Exercise input section start

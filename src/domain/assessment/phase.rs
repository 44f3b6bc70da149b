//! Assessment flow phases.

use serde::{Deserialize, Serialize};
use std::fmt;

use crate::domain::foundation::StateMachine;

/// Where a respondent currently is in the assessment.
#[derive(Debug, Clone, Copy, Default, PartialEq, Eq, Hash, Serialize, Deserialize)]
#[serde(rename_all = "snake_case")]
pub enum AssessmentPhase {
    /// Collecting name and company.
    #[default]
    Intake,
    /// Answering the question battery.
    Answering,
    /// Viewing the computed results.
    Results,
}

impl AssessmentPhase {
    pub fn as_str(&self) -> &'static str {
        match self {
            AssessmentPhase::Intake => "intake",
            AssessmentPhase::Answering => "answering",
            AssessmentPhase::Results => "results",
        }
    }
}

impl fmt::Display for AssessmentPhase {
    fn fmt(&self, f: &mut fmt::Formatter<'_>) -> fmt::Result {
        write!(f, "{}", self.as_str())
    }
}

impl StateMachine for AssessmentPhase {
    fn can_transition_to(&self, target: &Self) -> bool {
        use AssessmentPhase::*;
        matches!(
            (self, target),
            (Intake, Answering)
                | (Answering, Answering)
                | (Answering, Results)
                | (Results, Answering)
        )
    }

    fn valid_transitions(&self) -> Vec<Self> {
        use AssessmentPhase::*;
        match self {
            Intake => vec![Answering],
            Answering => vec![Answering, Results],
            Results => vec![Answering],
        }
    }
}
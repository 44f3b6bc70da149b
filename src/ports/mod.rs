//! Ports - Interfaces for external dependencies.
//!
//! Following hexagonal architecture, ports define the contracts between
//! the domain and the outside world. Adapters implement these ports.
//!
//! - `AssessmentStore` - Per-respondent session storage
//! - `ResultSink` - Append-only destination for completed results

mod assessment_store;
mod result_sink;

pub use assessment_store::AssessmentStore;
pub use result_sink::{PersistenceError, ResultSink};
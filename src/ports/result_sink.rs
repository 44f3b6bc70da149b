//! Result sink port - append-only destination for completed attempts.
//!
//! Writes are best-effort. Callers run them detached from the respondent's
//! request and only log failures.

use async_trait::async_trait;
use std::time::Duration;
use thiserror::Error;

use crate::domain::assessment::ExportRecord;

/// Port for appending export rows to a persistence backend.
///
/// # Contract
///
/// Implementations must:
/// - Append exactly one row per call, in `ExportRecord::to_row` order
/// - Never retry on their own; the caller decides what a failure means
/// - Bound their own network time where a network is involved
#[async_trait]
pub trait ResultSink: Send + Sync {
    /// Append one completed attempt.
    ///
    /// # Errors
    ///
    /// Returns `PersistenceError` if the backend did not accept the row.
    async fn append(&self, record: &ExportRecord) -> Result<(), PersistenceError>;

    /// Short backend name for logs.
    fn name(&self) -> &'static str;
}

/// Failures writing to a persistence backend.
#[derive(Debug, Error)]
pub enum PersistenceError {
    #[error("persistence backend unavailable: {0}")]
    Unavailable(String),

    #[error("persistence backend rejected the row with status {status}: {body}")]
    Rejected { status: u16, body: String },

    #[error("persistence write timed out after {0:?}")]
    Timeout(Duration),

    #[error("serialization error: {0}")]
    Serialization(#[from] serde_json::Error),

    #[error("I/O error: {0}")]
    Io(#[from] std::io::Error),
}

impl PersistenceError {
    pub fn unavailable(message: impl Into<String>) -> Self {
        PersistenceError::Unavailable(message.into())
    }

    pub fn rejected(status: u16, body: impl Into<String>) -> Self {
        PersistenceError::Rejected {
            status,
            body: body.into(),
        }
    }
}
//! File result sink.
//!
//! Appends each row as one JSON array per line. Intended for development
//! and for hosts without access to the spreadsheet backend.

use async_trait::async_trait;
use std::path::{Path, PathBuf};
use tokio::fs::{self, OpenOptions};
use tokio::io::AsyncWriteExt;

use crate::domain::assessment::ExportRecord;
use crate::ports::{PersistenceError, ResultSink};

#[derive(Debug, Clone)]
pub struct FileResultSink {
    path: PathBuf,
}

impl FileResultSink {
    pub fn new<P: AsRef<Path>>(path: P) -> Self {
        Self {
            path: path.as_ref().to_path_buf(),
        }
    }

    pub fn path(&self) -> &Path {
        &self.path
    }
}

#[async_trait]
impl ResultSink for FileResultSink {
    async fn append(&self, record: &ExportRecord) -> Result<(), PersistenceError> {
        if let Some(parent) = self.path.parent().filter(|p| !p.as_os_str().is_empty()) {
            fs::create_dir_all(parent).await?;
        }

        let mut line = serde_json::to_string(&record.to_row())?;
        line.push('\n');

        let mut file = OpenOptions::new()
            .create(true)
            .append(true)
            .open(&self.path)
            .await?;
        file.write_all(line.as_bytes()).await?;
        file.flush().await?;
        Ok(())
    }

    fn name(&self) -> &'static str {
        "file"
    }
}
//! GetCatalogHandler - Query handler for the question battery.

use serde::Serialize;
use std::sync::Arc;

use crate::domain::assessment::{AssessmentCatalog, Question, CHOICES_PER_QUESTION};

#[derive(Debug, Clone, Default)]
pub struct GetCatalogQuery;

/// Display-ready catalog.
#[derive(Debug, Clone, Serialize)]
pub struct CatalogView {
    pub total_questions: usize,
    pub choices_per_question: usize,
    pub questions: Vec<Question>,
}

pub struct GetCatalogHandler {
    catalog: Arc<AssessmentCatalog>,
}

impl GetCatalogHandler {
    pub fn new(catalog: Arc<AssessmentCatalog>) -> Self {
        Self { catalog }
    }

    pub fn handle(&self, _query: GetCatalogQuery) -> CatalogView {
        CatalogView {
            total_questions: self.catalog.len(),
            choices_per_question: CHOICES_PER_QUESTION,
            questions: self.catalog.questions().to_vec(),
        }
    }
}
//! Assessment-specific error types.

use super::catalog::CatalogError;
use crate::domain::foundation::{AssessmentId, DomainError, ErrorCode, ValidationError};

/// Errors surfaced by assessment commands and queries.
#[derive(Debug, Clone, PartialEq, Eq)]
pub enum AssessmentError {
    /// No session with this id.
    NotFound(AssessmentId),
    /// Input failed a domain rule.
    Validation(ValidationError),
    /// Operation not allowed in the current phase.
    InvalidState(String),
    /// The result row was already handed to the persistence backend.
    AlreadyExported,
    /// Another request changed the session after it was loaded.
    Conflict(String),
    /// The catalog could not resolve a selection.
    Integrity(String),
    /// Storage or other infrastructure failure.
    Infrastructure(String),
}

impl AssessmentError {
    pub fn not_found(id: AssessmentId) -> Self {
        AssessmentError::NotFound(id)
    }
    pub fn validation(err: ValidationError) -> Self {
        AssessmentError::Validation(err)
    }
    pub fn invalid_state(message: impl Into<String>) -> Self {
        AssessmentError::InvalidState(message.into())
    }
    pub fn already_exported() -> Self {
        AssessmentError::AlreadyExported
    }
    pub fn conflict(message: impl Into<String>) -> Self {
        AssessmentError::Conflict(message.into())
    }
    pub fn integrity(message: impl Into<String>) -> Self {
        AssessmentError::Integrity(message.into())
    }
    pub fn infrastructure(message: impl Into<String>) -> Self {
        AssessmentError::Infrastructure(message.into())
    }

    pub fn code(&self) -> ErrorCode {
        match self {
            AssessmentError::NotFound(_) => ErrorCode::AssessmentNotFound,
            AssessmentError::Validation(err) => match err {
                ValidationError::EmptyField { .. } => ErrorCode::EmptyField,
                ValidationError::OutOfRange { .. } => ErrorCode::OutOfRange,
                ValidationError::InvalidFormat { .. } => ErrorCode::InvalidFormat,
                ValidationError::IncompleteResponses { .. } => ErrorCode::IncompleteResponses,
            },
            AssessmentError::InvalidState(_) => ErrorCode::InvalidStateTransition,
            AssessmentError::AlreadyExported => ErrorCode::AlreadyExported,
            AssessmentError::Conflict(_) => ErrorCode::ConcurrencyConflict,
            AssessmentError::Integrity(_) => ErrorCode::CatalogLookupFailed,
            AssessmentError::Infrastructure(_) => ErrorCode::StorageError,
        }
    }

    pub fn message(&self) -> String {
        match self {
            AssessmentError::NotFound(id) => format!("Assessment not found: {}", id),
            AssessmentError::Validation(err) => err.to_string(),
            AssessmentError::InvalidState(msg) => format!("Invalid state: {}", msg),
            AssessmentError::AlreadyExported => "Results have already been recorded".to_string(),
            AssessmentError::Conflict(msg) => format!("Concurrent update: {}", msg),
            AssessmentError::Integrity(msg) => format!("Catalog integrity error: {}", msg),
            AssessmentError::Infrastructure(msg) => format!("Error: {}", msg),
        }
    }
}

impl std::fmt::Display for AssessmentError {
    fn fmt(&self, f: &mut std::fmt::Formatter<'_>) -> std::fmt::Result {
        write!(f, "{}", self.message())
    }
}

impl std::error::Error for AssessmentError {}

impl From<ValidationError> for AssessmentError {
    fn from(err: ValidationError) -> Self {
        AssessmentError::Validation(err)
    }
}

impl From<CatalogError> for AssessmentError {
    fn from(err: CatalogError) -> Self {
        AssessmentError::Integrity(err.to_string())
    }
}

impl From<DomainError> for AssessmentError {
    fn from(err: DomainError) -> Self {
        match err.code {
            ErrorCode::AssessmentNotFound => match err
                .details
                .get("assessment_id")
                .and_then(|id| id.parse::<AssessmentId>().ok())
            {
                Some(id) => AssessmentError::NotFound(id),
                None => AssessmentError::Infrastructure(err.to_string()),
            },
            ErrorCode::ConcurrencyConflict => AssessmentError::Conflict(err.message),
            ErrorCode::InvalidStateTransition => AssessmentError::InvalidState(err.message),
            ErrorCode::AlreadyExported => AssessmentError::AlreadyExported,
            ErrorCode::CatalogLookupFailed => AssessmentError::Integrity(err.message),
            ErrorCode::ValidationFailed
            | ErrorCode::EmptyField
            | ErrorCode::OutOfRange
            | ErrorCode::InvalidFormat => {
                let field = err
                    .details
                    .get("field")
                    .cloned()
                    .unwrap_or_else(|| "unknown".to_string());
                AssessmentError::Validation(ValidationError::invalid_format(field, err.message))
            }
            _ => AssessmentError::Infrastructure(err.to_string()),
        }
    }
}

Exercise input section end

## [Requirement]
When you reach the line with "impl ResultSink for" in the records above, start writing out lines exactly, and stop once the line with "let mut line" has been written; include nothing else.

## [Result of this exercise]
impl ResultSink for FileResultSink {
    async fn append(&self, record: &ExportRecord) -> Result<(), PersistenceError> {
        if let Some(parent) = self.path.parent().filter(|p| !p.as_os_str().is_empty()) {
            fs::create_dir_all(parent).await?;
        }

        let mut line = serde_json::to_string(&record.to_row())?;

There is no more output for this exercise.